• [INSTRUCTIONS FOR THE TASK] Return a copy of every line in the records that includes the word "HtmlElement".

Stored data
============

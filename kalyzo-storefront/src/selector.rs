//! Variant selector state and its render projection.
//!
//! Selecting a variant never touches the network: the view is recomputed from
//! the variants captured at page load.

use crate::error::ValidationError;
use crate::variant::{
    ImageRef, OptionGroupKind, OptionRows, PriceBlock, PurchaseActions, Variant, VariantId,
    quantity_options,
};

/// Everything the product panel needs to draw the selected variant.
#[derive(Debug, Clone, PartialEq)]
pub struct VariantView {
    pub variant_id: VariantId,
    pub main_image: ImageRef,
    pub active_thumbnail: Option<usize>,
    pub price: PriceBlock,
    pub stock: i64,
    pub quantities: Vec<u32>,
    pub quantity: Option<u32>,
    pub actions: PurchaseActions,
    pub option_rows: OptionRows,
}

#[derive(Debug, Clone, PartialEq)]
pub struct SelectorState {
    variants: Vec<Variant>,
    gallery: Vec<ImageRef>,
    selected: Option<VariantId>,
    option_rows: OptionRows,
    quantity: u32,
    quantity_cap: u32,
}

impl SelectorState {
    /// Build the selector. `initial` picks the pre-selected variant; when it is
    /// absent or unknown the first variant is selected.
    #[must_use]
    pub fn new(
        variants: Vec<Variant>,
        gallery: Vec<ImageRef>,
        initial: Option<VariantId>,
        quantity_cap: u32,
    ) -> Self {
        let selected = initial
            .filter(|id| variants.iter().any(|v| v.id == *id))
            .or_else(|| variants.first().map(|v| v.id));
        let option_rows = selected
            .and_then(|id| variants.iter().find(|v| v.id == id))
            .map(|v| OptionRows::from_options(&v.options))
            .unwrap_or_default();
        Self {
            variants,
            gallery,
            selected,
            option_rows,
            quantity: 1,
            quantity_cap,
        }
    }

    #[must_use]
    pub fn variants(&self) -> &[Variant] {
        &self.variants
    }

    #[must_use]
    pub fn gallery(&self) -> &[ImageRef] {
        &self.gallery
    }

    #[must_use]
    pub const fn selected_id(&self) -> Option<VariantId> {
        self.selected
    }

    #[must_use]
    pub fn selected(&self) -> Option<&Variant> {
        let id = self.selected?;
        self.variants.iter().find(|v| v.id == id)
    }

    #[must_use]
    pub fn is_selected(&self, id: VariantId) -> bool {
        self.selected == Some(id)
    }

    /// Make `id` the single selected variant and rebuild its option rows.
    ///
    /// # Errors
    ///
    /// Returns an error if the id is not one of the page's variants.
    pub fn select(&mut self, id: VariantId) -> Result<&Variant, ValidationError> {
        let idx = self
            .variants
            .iter()
            .position(|v| v.id == id)
            .ok_or(ValidationError::UnknownVariant(id.0))?;
        let variant = &self.variants[idx];
        self.selected = Some(id);
        self.option_rows = OptionRows::from_options(&variant.options);
        self.quantity = 1;
        Ok(variant)
    }

    /// Activate an option button. Returns `false` when nothing changed.
    pub fn select_option(&mut self, kind: OptionGroupKind, index: usize) -> bool {
        self.option_rows.activate(kind, index)
    }

    /// Record the quantity picked in the selector, clamped to what is offered.
    pub fn set_quantity(&mut self, quantity: u32) {
        let max = self
            .selected()
            .map_or(0, |v| quantity_options(v.stock, self.quantity_cap).len());
        let max = u32::try_from(max).unwrap_or(u32::MAX);
        self.quantity = quantity.clamp(1, max.max(1));
    }

    #[must_use]
    pub const fn quantity(&self) -> u32 {
        self.quantity
    }

    #[must_use]
    pub const fn option_rows(&self) -> &OptionRows {
        &self.option_rows
    }

    #[must_use]
    pub fn view(&self) -> Option<VariantView> {
        let variant = self.selected()?;
        let quantities = quantity_options(variant.stock, self.quantity_cap);
        let quantity = (!quantities.is_empty()).then_some(self.quantity);
        Some(VariantView {
            variant_id: variant.id,
            main_image: variant.main_image.clone(),
            active_thumbnail: self
                .gallery
                .iter()
                .position(|img| img.url == variant.main_image.url),
            price: variant.price_block(),
            stock: variant.stock,
            quantities,
            quantity,
            actions: PurchaseActions::for_stock(variant.stock),
            option_rows: self.option_rows.clone(),
        })
    }
}
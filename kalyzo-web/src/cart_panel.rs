//! Event delegation for the server-rendered cart markup: product card buttons,
//! cart panel lines and the panel's checkout button.
use crate::dom::{closest_target, document, listen};
use crate::page::is_cart_panel_open;
use crate::runtime;
use kalyzo_storefront::{UiAction, VariantId};
use wasm_bindgen::JsCast;
use wasm_bindgen::prelude::*;
use web_sys::{Element, Event, HtmlInputElement};

pub const CARD_ADD_ATTR: &str = "data-card-add";
pub const CART_LINE_ATTR: &str = "data-cart-line";
pub const CART_ACTION_ATTR: &str = "data-cart-action";
pub const QTY_INPUT_SELECTOR: &str = ".cart-qty-input";
pub const CHECKOUT_OPEN_SELECTOR: &str = "[data-checkout-open]";

#[derive(Debug, Clone, Copy, PartialEq, Eq)]
pub enum LineAction {
    Increase,
    Decrease,
    Remove,
    Clear,
}

impl LineAction {
    #[must_use]
    pub fn parse(raw: &str) -> Option<Self> {
        match raw {
            "increase" => Some(Self::Increase),
            "decrease" => Some(Self::Decrease),
            "remove" => Some(Self::Remove),
            "clear" => Some(Self::Clear),
            _ => None,
        }
    }
}

/// Dispatcher action for a cart panel button. `current` is the quantity shown
/// in the line's input; decreasing below one is left to the dispatcher.
#[must_use]
pub fn line_action(
    action: LineAction,
    variant: Option<VariantId>,
    current: i64,
    cart_panel_open: bool,
) -> Option<UiAction> {
    match (action, variant) {
        (LineAction::Clear, _) => Some(UiAction::ClearCart),
        (LineAction::Increase, Some(variant)) => Some(UiAction::UpdateLine {
            variant,
            quantity: current + 1,
            cart_panel_open,
        }),
        (LineAction::Decrease, Some(variant)) => Some(UiAction::UpdateLine {
            variant,
            quantity: current - 1,
            cart_panel_open,
        }),
        (LineAction::Remove, Some(variant)) => Some(UiAction::RemoveLine {
            variant,
            cart_panel_open,
        }),
        (_, None) => None,
    }
}

/// Unparseable quantities count as zero so the minimum-quantity notice shows.
#[must_use]
pub fn parse_quantity(raw: &str) -> i64 {
    raw.trim().parse().unwrap_or(0)
}

fn attr_variant(el: &Element, attr: &str) -> Option<VariantId> {
    el.get_attribute(attr)?.parse().ok()
}

fn line_of(el: &Element) -> Option<Element> {
    el.closest(&format!("[{CART_LINE_ATTR}]")).ok().flatten()
}

fn line_quantity(line: &Element) -> i64 {
    line.query_selector(QTY_INPUT_SELECTOR)
        .ok()
        .flatten()
        .and_then(|el| el.dyn_into::<HtmlInputElement>().ok())
        .map_or(1, |input| parse_quantity(&input.value()))
}

fn on_click(event: &Event) {
    if let Some(button) = closest_target(event, &format!("[{CARD_ADD_ATTR}]")) {
        event.prevent_default();
        let Some(variant) = attr_variant(&button, CARD_ADD_ATTR) else {
            log::warn!("card add button without a variant id");
            return;
        };
        let product_name = button
            .get_attribute("data-product-name")
            .unwrap_or_default();
        runtime::dispatch(UiAction::AddFromCard {
            variant,
            product_name,
        });
        return;
    }

    if let Some(button) = closest_target(event, &format!("[{CART_ACTION_ATTR}]")) {
        event.prevent_default();
        let Some(action) = button
            .get_attribute(CART_ACTION_ATTR)
            .as_deref()
            .and_then(LineAction::parse)
        else {
            return;
        };
        let line = line_of(&button);
        let variant = line
            .as_ref()
            .and_then(|line| attr_variant(line, CART_LINE_ATTR));
        let current = line.as_ref().map_or(1, line_quantity);
        if let Some(action) = line_action(action, variant, current, is_cart_panel_open()) {
            runtime::dispatch(action);
        }
        return;
    }

    if closest_target(event, CHECKOUT_OPEN_SELECTOR).is_some() {
        event.prevent_default();
        runtime::dispatch(UiAction::PayOnDelivery);
    }
}

fn on_change(event: &Event) {
    let Some(input) = closest_target(event, QTY_INPUT_SELECTOR) else {
        return;
    };
    let Some(variant) = line_of(&input).and_then(|line| attr_variant(&line, CART_LINE_ATTR))
    else {
        return;
    };
    let Some(value) = input.dyn_ref::<HtmlInputElement>().map(HtmlInputElement::value) else {
        return;
    };
    runtime::dispatch(UiAction::UpdateLine {
        variant,
        quantity: parse_quantity(&value),
        cart_panel_open: is_cart_panel_open(),
    });
}

/// Attach the document-level listeners.
///
/// # Errors
/// Returns an error if the document is unavailable.
pub fn bind() -> Result<(), JsValue> {
    let doc = document()?;
    listen(&doc, "click", |event| on_click(&event))?;
    listen(&doc, "change", |event| on_change(&event))?;
    Ok(())
}
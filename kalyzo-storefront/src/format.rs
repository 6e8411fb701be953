//! Colombian peso formatting (`es-CO`: whole pesos, `.` thousands separator).

use crate::numbers::round_f64_to_i64;

/// Format an amount without currency symbol, e.g. `129900.4` -> `129.900`.
#[must_use]
pub fn format_amount(value: f64) -> String {
    let rounded = round_f64_to_i64(value);
    let digits = rounded.unsigned_abs().to_string();
    let mut grouped = String::with_capacity(digits.len() + digits.len() / 3);
    for (idx, ch) in digits.chars().enumerate() {
        if idx > 0 && (digits.len() - idx) % 3 == 0 {
            grouped.push('.');
        }
        grouped.push(ch);
    }
    if rounded < 0 {
        format!("-{grouped}")
    } else {
        grouped
    }
}

/// Format an amount as a price, e.g. `$129.900`.
#[must_use]
pub fn format_price(value: f64) -> String {
    format!("${}", format_amount(value))
}

#[cfg(test)]
mod tests {
    use super::*;

    #[test]
    fn groups_thousands_with_dots() {
        assert_eq!(format_amount(0.0), "0");
        assert_eq!(format_amount(999.0), "999");
        assert_eq!(format_amount(1000.0), "1.000");
        assert_eq!(format_amount(129_900.0), "129.900");
        assert_eq!(format_amount(1_234_567.6), "1.234.568");
    }

    #[test]
    fn negative_and_symbol() {
        assert_eq!(format_amount(-45_000.0), "-45.000");
        assert_eq!(format_price(59_900.0), "$59.900");
    }
}
//! DOM bindings for the featured carousel and the sticky sidebar.
use crate::config;
use crate::i18n;
use crate::dom::{js_error_message, listen, query_all, query_document, viewport_width, window};
use kalyzo_storefront::numbers::round_f64_to_i64;
use kalyzo_storefront::{Carousel, PanelMetrics, ScrollDirection, ScrollSync};
use std::cell::RefCell;
use std::rc::Rc;
use wasm_bindgen::JsCast;
use wasm_bindgen::prelude::*;
use web_sys::{Element, HtmlElement, ScrollBehavior, ScrollToOptions};

pub const CAROUSEL_SELECTOR: &str = "[data-island=\"carousel\"]";
pub const STICKY_SELECTOR: &str = "[data-island=\"sticky-sync\"]";

fn first(root: &Element, selector: &str) -> Option<Element> {
    root.query_selector(selector).ok().flatten()
}

fn card_width(track: &Element) -> f64 {
    track
        .first_element_child()
        .and_then(|card| card.dyn_into::<HtmlElement>().ok())
        .map_or(0.0, |card| f64::from(card.offset_width()))
}

const fn nav_label_key(direction: ScrollDirection) -> &'static str {
    match direction {
        ScrollDirection::Previous => "carousel.previous",
        ScrollDirection::Next => "carousel.next",
    }
}

fn bind_carousel(root: &Element) -> Result<(), JsValue> {
    let Some(track) = first(root, ".carousel-track") else {
        return Ok(());
    };
    let widgets = &config::storefront().widgets;
    let count = usize::try_from(track.child_element_count()).unwrap_or(0);
    let carousel = Carousel::new(count, widgets.carousel_gap_px, widgets.carousel_nav_threshold);

    for (selector, direction) in [
        ("[data-carousel-prev]", ScrollDirection::Previous),
        ("[data-carousel-next]", ScrollDirection::Next),
    ] {
        let Some(button) = first(root, selector) else {
            continue;
        };
        if !carousel.shows_navigation() {
            button.class_list().add_1("d-none")?;
            continue;
        }
        if !button.has_attribute("aria-label") {
            button.set_attribute("aria-label", &i18n::t(nav_label_key(direction)))?;
        }
        let track = track.clone();
        listen(&button, "click", move |_| {
            let options = ScrollToOptions::new();
            options.set_left(carousel.scroll_by(direction, card_width(&track)));
            options.set_behavior(ScrollBehavior::Smooth);
            track.scroll_by_with_scroll_to_options(&options);
        })?;
    }
    Ok(())
}

fn metrics(panel: &Element) -> PanelMetrics {
    PanelMetrics {
        scroll_top: f64::from(panel.scroll_top()),
        scroll_height: f64::from(panel.scroll_height()),
        client_height: f64::from(panel.client_height()),
    }
}

fn set_scroll_top(panel: &Element, value: f64) {
    let value = i32::try_from(round_f64_to_i64(value)).unwrap_or(0);
    panel.set_scroll_top(value);
}

fn bind_sticky(panel: Element) -> Result<(), JsValue> {
    let widgets = &config::storefront().widgets;
    let sync = Rc::new(RefCell::new(ScrollSync::new(
        widgets.scroll_multiplier,
        widgets.desktop_min_width,
    )));
    let win = window()?;

    {
        let sync = Rc::clone(&sync);
        let panel = panel.clone();
        listen(&win, "scroll", move |_| {
            let mut sync = sync.borrow_mut();
            if !sync.is_enabled(viewport_width()) {
                return;
            }
            let scroll_y = window().and_then(|w| w.scroll_y()).unwrap_or_default();
            let next = sync.on_scroll(scroll_y, metrics(&panel));
            set_scroll_top(&panel, next);
        })?;
    }

    listen(&win, "resize", move |_| {
        if let Some(top) = sync.borrow().on_resize(viewport_width()) {
            set_scroll_top(&panel, top);
        }
    })?;
    Ok(())
}

/// Bind every carousel and sticky panel on the page.
pub fn bind() {
    for root in query_document(CAROUSEL_SELECTOR) {
        if let Err(err) = bind_carousel(&root) {
            log::error!("carousel binding failed: {}", js_error_message(&err));
        }
    }
    for root in query_document(STICKY_SELECTOR) {
        let panel = query_all(&root, ".sticky-scroll")
            .into_iter()
            .next()
            .unwrap_or(root);
        if let Err(err) = bind_sticky(panel) {
            log::error!("sticky sync binding failed: {}", js_error_message(&err));
        }
    }
}

#[cfg(test)]
mod tests {
    use super::*;

    #[test]
    fn carousel_buttons_get_translated_labels() {
        i18n::set_lang("es");
        assert_eq!(i18n::t(nav_label_key(ScrollDirection::Previous)), "Anterior");
        assert_eq!(i18n::t(nav_label_key(ScrollDirection::Next)), "Siguiente");
    }
}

============

• [RESULT OF THIS TASK]
use web_sys::{Element, HtmlElement, ScrollBehavior, ScrollToOptions};
        .and_then(|card| card.dyn_into::<HtmlElement>().ok())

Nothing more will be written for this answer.